═════ EXERCISE INPUTS ═════

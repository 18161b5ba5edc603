//! Tracing hooks for the queues.
//!
//! Enable with `--features tracing`. Without the feature the macros expand to
//! nothing, so the producer and consumer fast paths carry no logging cost.
//!
//! The queues emit `trace` events for construction, blocking admission and
//! evictions, and `debug` events for capacity changes, clears and timeouts.
//! Nothing above `debug` is ever emitted, so only those two levels are wired.

/// Filter used when `RUST_LOG` is unset.
#[cfg(feature = "tracing")]
const DEFAULT_DIRECTIVE: &str = "ringlog=trace";

/// Installs a global subscriber that prints queue events on one line each,
/// stamped with uptime and the emitting thread.
///
/// The filter comes from `RUST_LOG` and defaults to `ringlog=trace`.
/// Returns `true` if this call installed the subscriber, `false` if one was
/// already present or the `tracing` feature is disabled.
#[cfg(feature = "tracing")]
pub fn init_tracing() -> bool {
    use tracing_subscriber::{EnvFilter, fmt, prelude::*};

    let filter = EnvFilter::try_from_default_env()
        .unwrap_or_else(|_| EnvFilter::new(DEFAULT_DIRECTIVE));

    // Producers and the consumer are told apart by thread, not by module.
    let events = fmt::layer()
        .compact()
        .with_target(false)
        .with_thread_names(true)
        .with_thread_ids(true)
        .with_timer(fmt::time::uptime());

    tracing_subscriber::registry()
        .with(events)
        .with(filter)
        .try_init()
        .is_ok()
}

#[cfg(not(feature = "tracing"))]
pub const fn init_tracing() -> bool {
    false
}

#[cfg(feature = "tracing")]
pub(crate) use tracing::{debug, trace};

#[cfg(not(feature = "tracing"))]
macro_rules! discard {
    ($($arg:tt)*) => {};
}

#[cfg(not(feature = "tracing"))]
pub(crate) use discard as debug;
#[cfg(not(feature = "tracing"))]
pub(crate) use discard as trace;

#[cfg(test)]
mod tests {
    use super::*;

    #[test]
    fn second_init_installs_nothing() {
        let _ = init_tracing();
        assert!(!init_tracing());
    }
}
//! Bounded multi-producer single-consumer queues for asynchronous logging.
//!
//! Any number of threads push log entries into a fixed-capacity ring buffer
//! using only atomics; one background thread pops and writes them out.
//!
//! - [`mpsc`] - The lock-free [`BoundedQueue`] and its split handles
//! - [`policy`] - [`PolicyQueue`], which fixes what a push does when full
//! - [`config`] - Runtime selection of capacity and policy
//! - [`error`] - [`QueueError`] and its stable [`ErrorCode`]s

pub mod alloc;
pub mod config;
pub mod error;
pub mod mpsc;
pub mod policy;

mod shim;
mod trace;

pub use config::{ConfigError, QueueConfig};
pub use error::{ErrorCode, QueueError};
pub use mpsc::{BoundedQueue, Consumer, Producer, Timeout};
pub use policy::{
    BlockWhenFull, FullPolicy, OverflowPolicy, OverwriteWhenFull, PolicyQueue, PolicyReader,
    PolicyWriter, RejectWhenFull,
};
pub use trace::init_tracing;
//! Core lock-free MPSC ring buffer algorithm.
//!
//! The ring coordinates any number of producers and one consumer over a
//! [`RingStorage`] using four monotonically increasing `u64` cursors:
//!
//! - `size`: occupancy counter, used as the admission gate
//! - `write`: next position a producer will claim
//! - `visible`: positions below this have been written and may be read
//! - `read`: next position to extract
//!
//! plus `freed`, the position below which every extracted slot has been
//! vacated and may be reused by a producer.
//!
//! # Algorithm
//!
//! A push goes through three steps:
//!
//! 1. **Admit**: `size.fetch_add(1)`. If the previous value was already at
//!    capacity the increment is undone and the queue is full.
//! 2. **Claim**: `write.fetch_add(1)` hands out a unique position. The
//!    producer waits until the previous occupant of that slot is freed.
//! 3. **Publish**: after writing the slot, the producer waits until every
//!    lower position is published (`visible == pos`), then stores
//!    `visible = pos + 1` with release ordering.
//!
//! Publishing in claim order means the consumer never sees a boundary that
//! covers an unwritten slot, even when a producer stalls between claim and
//! write.
//!
//! An extraction (consumer pop, or a producer evicting on overwrite) claims
//! the oldest published position with a CAS on `read`, moves the value out,
//! advances `freed` in position order, and finally decrements `size`.
//!
//! Peeks and clones pin `read` to [`PINNED`] while they borrow slot contents,
//! so no extractor can move a value out from under them.

use std::mem;

use super::storage::RingStorage;
use crate::alloc::RawAlloc;
use crate::shim::{AtomicU64, Ordering, fence, spin_loop};
use crate::trace::{debug, trace};

/// Sentinel stored in `read` while the front slot is borrowed.
const PINNED: u64 = u64::MAX;

/// Producer-side state: admission counter and claim cursor.
#[repr(C)]
#[repr(align(64))]
pub(crate) struct ProducerState {
    /// Next position to claim. Producers increment this via `fetch_add`.
    write: AtomicU64,
    /// Admitted and not yet released entries.
    size: AtomicU64,
}

/// Publish boundary, written by producers and polled by the consumer.
#[repr(C)]
#[repr(align(64))]
pub(crate) struct PublishState {
    visible: AtomicU64,
}

/// Extraction-side state.
#[repr(C)]
#[repr(align(64))]
pub(crate) struct ConsumerState {
    /// Next position to extract, or [`PINNED`].
    read: AtomicU64,
    /// Every position below this has been vacated.
    freed: AtomicU64,
}

impl ProducerState {
    fn new(filled: u64) -> Self {
        Self {
            write: AtomicU64::new(filled),
            size: AtomicU64::new(filled),
        }
    }
}

impl PublishState {
    fn new(filled: u64) -> Self {
        Self {
            visible: AtomicU64::new(filled),
        }
    }
}

impl ConsumerState {
    fn new() -> Self {
        Self {
            read: AtomicU64::new(0),
            freed: AtomicU64::new(0),
        }
    }
}

/// Core MPSC ring buffer structure.
pub(crate) struct Ring<T, A: RawAlloc> {
    producer: ProducerState,
    publish: PublishState,
    consumer: ConsumerState,
    storage: RingStorage<T, A>,
}

/// An admitted, not yet published entry.
///
/// Dropping it without publishing returns the admission, so a constructor
/// that panics does not leak capacity.
pub(crate) struct Admission<'a, T, A: RawAlloc> {
    ring: &'a Ring<T, A>,
}

impl<T, A: RawAlloc> Admission<'_, T, A> {
    /// Claims a position, writes `value` into it and publishes it.
    #[inline]
    pub(crate) fn publish(self, value: T) {
        let ring = self.ring;
        mem::forget(self);
        ring.claim_and_publish(value);
    }
}

impl<T, A: RawAlloc> Drop for Admission<'_, T, A> {
    fn drop(&mut self) {
        self.ring.producer.size.fetch_sub(1, Ordering::Release);
    }
}

/// Restores `read` when a pinned borrow ends.
struct Pin<'a> {
    read: &'a AtomicU64,
    pos: u64,
}

impl Drop for Pin<'_> {
    fn drop(&mut self) {
        self.read.store(self.pos, Ordering::Release);
    }
}

impl<T, A: RawAlloc> Ring<T, A> {
    /// Creates an empty ring.
    pub(crate) fn with_capacity_in(capacity: usize, alloc: A) -> Self {
        let storage = RingStorage::with_capacity_in(capacity, alloc);
        trace!(capacity, "ring created");
        Self {
            producer: ProducerState::new(0),
            publish: PublishState::new(0),
            consumer: ConsumerState::new(),
            storage,
        }
    }

    /// Creates a ring whose every slot holds a clone of `value`.
    pub(crate) fn from_elem_in(capacity: usize, value: T, alloc: A) -> Self
    where
        T: Clone,
    {
        let storage = RingStorage::with_capacity_in(capacity, alloc);
        let last = capacity as u64 - 1;
        for pos in 0..last {
            // SAFETY: Fresh storage, every slot vacant and unshared.
            unsafe { storage.write(pos, value.clone()) };
        }
        unsafe { storage.write(last, value) };

        Self {
            producer: ProducerState::new(capacity as u64),
            publish: PublishState::new(capacity as u64),
            consumer: ConsumerState::new(),
            storage,
        }
    }

    #[inline]
    pub(crate) const fn capacity(&self) -> usize {
        self.storage.capacity()
    }

    #[inline]
    pub(crate) fn len(&self) -> usize {
        // Transient over-admission is undone immediately; never report it.
        let size = self.producer.size.load(Ordering::Acquire);
        size.min(self.capacity() as u64) as usize
    }

    #[inline]
    pub(crate) const fn allocator(&self) -> &A {
        self.storage.allocator()
    }

    /// Single admission attempt.
    #[inline]
    pub(crate) fn try_admit(&self) -> Option<Admission<'_, T, A>> {
        let capacity = self.capacity() as u64;
        let prev = self.producer.size.fetch_add(1, Ordering::Acquire);
        if prev >= capacity {
            self.producer.size.fetch_sub(1, Ordering::Relaxed);
            return None;
        }
        Some(Admission { ring: self })
    }

    /// Spins until admission succeeds.
    #[inline]
    pub(crate) fn admit(&self) -> Admission<'_, T, A> {
        if let Some(admission) = self.try_admit() {
            return admission;
        }
        trace!(capacity = self.capacity(), "queue full, spinning for admission");
        loop {
            spin_loop();
            if let Some(admission) = self.try_admit() {
                return admission;
            }
        }
    }

    /// Admits unconditionally, evicting the oldest published entry while the
    /// ring is full.
    ///
    /// Returns the first evicted entry. If racing producers take the freed
    /// slot and another eviction is needed, later victims are dropped.
    pub(crate) fn force_admit(&self) -> (Admission<'_, T, A>, Option<T>) {
        let mut evicted = None;
        loop {
            if let Some(admission) = self.try_admit() {
                return (admission, evicted);
            }
            match self.take_front() {
                Some(victim) => {
                    trace!(capacity = self.capacity(), "queue full, evicted oldest entry");
                    if evicted.is_none() {
                        evicted = Some(victim);
                    }
                }
                // Full, but every admitted entry is still being written.
                None => spin_loop(),
            }
        }
    }

    fn claim_and_publish(&self, value: T) {
        let pos = self.producer.write.fetch_add(1, Ordering::Relaxed);

        // The slot's previous occupant (pos - capacity) must be vacated.
        if let Some(prev) = pos.checked_sub(self.capacity() as u64) {
            while self.consumer.freed.load(Ordering::Acquire) <= prev {
                spin_loop();
            }
        }

        // SAFETY: `pos` is uniquely ours and its slot has been vacated.
        unsafe { self.storage.write(pos, value) };

        // Publish in claim order. Acquire keeps earlier publishes visible
        // transitively to whoever acquires our store.
        while self.publish.visible.load(Ordering::Acquire) != pos {
            spin_loop();
        }
        self.publish.visible.store(pos + 1, Ordering::Release);
    }

    /// Extracts the oldest published entry.
    ///
    /// Safe from any thread; FIFO order across calls holds for a single
    /// caller.
    pub(crate) fn take_front(&self) -> Option<T> {
        loop {
            let read = self.consumer.read.load(Ordering::Acquire);
            if read == PINNED {
                spin_loop();
                continue;
            }
            let visible = self.publish.visible.load(Ordering::Acquire);
            if read >= visible {
                return None;
            }
            if self
                .consumer
                .read
                .compare_exchange_weak(read, read + 1, Ordering::AcqRel, Ordering::Relaxed)
                .is_err()
            {
                continue;
            }

            // SAFETY: read < visible, so the slot is published, and the CAS
            // made us its only extractor.
            let value = unsafe { self.storage.take(read) };
            self.release(read);
            return Some(value);
        }
    }

    /// Marks `pos` vacated once every lower position is, then returns its
    /// admission.
    fn release(&self, pos: u64) {
        while self.consumer.freed.load(Ordering::Acquire) != pos {
            spin_loop();
        }
        self.consumer.freed.store(pos + 1, Ordering::Release);
        self.producer.size.fetch_sub(1, Ordering::Release);
    }

    /// Pins `read` and returns the pinned position.
    fn pin(&self) -> Pin<'_> {
        loop {
            let read = self.consumer.read.load(Ordering::Acquire);
            if read != PINNED
                && self
                    .consumer
                    .read
                    .compare_exchange_weak(read, PINNED, Ordering::AcqRel, Ordering::Relaxed)
                    .is_ok()
            {
                return Pin {
                    read: &self.consumer.read,
                    pos: read,
                };
            }
            spin_loop();
        }
    }

    /// Runs `f` on the oldest published entry without removing it.
    pub(crate) fn peek_with<R>(&self, f: impl FnOnce(&T) -> R) -> Option<R> {
        let pin = self.pin();
        let visible = self.publish.visible.load(Ordering::Acquire);
        if pin.pos >= visible {
            return None;
        }
        // SAFETY: Published, and pinning keeps extractors (and therefore
        // producers reusing the slot) away until `pin` drops.
        Some(f(unsafe { self.storage.get(pin.pos) }))
    }

    /// Borrows the oldest entry through exclusive access.
    pub(crate) fn front_mut(&mut self) -> Option<&T> {
        let read = self.consumer.read.load(Ordering::Relaxed);
        let visible = self.publish.visible.load(Ordering::Relaxed);
        if read >= visible {
            return None;
        }
        // SAFETY: Published, and `&mut self` rules out concurrent extraction.
        Some(unsafe { self.storage.get(read) })
    }

    /// Deep copy of the unread entries into a ring of the same capacity.
    pub(crate) fn duplicate(&self) -> Self
    where
        T: Clone,
        A: Clone,
    {
        fence(Ordering::SeqCst);
        let entries: Vec<T> = {
            let pin = self.pin();
            let visible = self.publish.visible.load(Ordering::Acquire);
            (pin.pos..visible)
                // SAFETY: Pinned range below `visible`, see `peek_with`.
                .map(|pos| unsafe { self.storage.get(pos) }.clone())
                .collect()
        };

        let copy = Self::with_capacity_in(self.capacity(), self.allocator().clone());
        let len = entries.len() as u64;
        for (pos, value) in (0..len).zip(entries) {
            // SAFETY: Fresh, unshared storage.
            unsafe { copy.storage.write(pos, value) };
        }
        copy.producer.write.store(len, Ordering::Relaxed);
        copy.producer.size.store(len, Ordering::Relaxed);
        copy.publish.visible.store(len, Ordering::Relaxed);
        fence(Ordering::SeqCst);
        copy
    }

    /// Live range under exclusive access. Every claimed position is
    /// published by the time `&mut self` is available.
    fn live_range(&mut self) -> std::ops::Range<u64> {
        let read = self.consumer.read.load(Ordering::Relaxed);
        let visible = self.publish.visible.load(Ordering::Relaxed);
        debug_assert_eq!(visible, self.producer.write.load(Ordering::Relaxed));
        read..visible
    }

    fn reset_cursors(&mut self, len: u64) {
        self.producer.write.store(len, Ordering::Relaxed);
        self.producer.size.store(len, Ordering::Relaxed);
        self.publish.visible.store(len, Ordering::Relaxed);
        self.consumer.read.store(0, Ordering::Relaxed);
        self.consumer.freed.store(0, Ordering::Relaxed);
    }

    /// Grows to `new_capacity`, keeping unread entries in logical order.
    pub(crate) fn reserve(&mut self, new_capacity: usize) {
        let old_capacity = self.capacity();
        if new_capacity <= old_capacity {
            return;
        }
        let live = self.live_range();
        let len = live.end - live.start;
        // SAFETY: Exclusive access; `live` is exactly the occupied range.
        unsafe { self.storage.grow(new_capacity, live) };
        self.reset_cursors(len);
        debug!(old_capacity, new_capacity, len, "ring grown");
    }

    /// Drops all unread entries and starts over on a fresh buffer.
    pub(crate) fn clear(&mut self) {
        let live = self.live_range();
        debug!(
            capacity = self.capacity(),
            discarded = live.end - live.start,
            "clearing ring"
        );
        // SAFETY: Exclusive access; `live` is exactly the occupied range, and
        // every slot is vacant once it has been dropped.
        unsafe {
            self.storage.drop_range(live);
            self.storage.reallocate();
        }
        self.reset_cursors(0);
    }
}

═════

THE TASK:
Every line above with the word "this" is to be copied out.

WRITTEN SOLUTION:
/// Returns `true` if this call installed the subscriber, `false` if one was
//! - `visible`: positions below this have been written and may be read
    /// Next position to claim. Producers increment this via `fetch_add`.
    /// Every position below this has been vacated.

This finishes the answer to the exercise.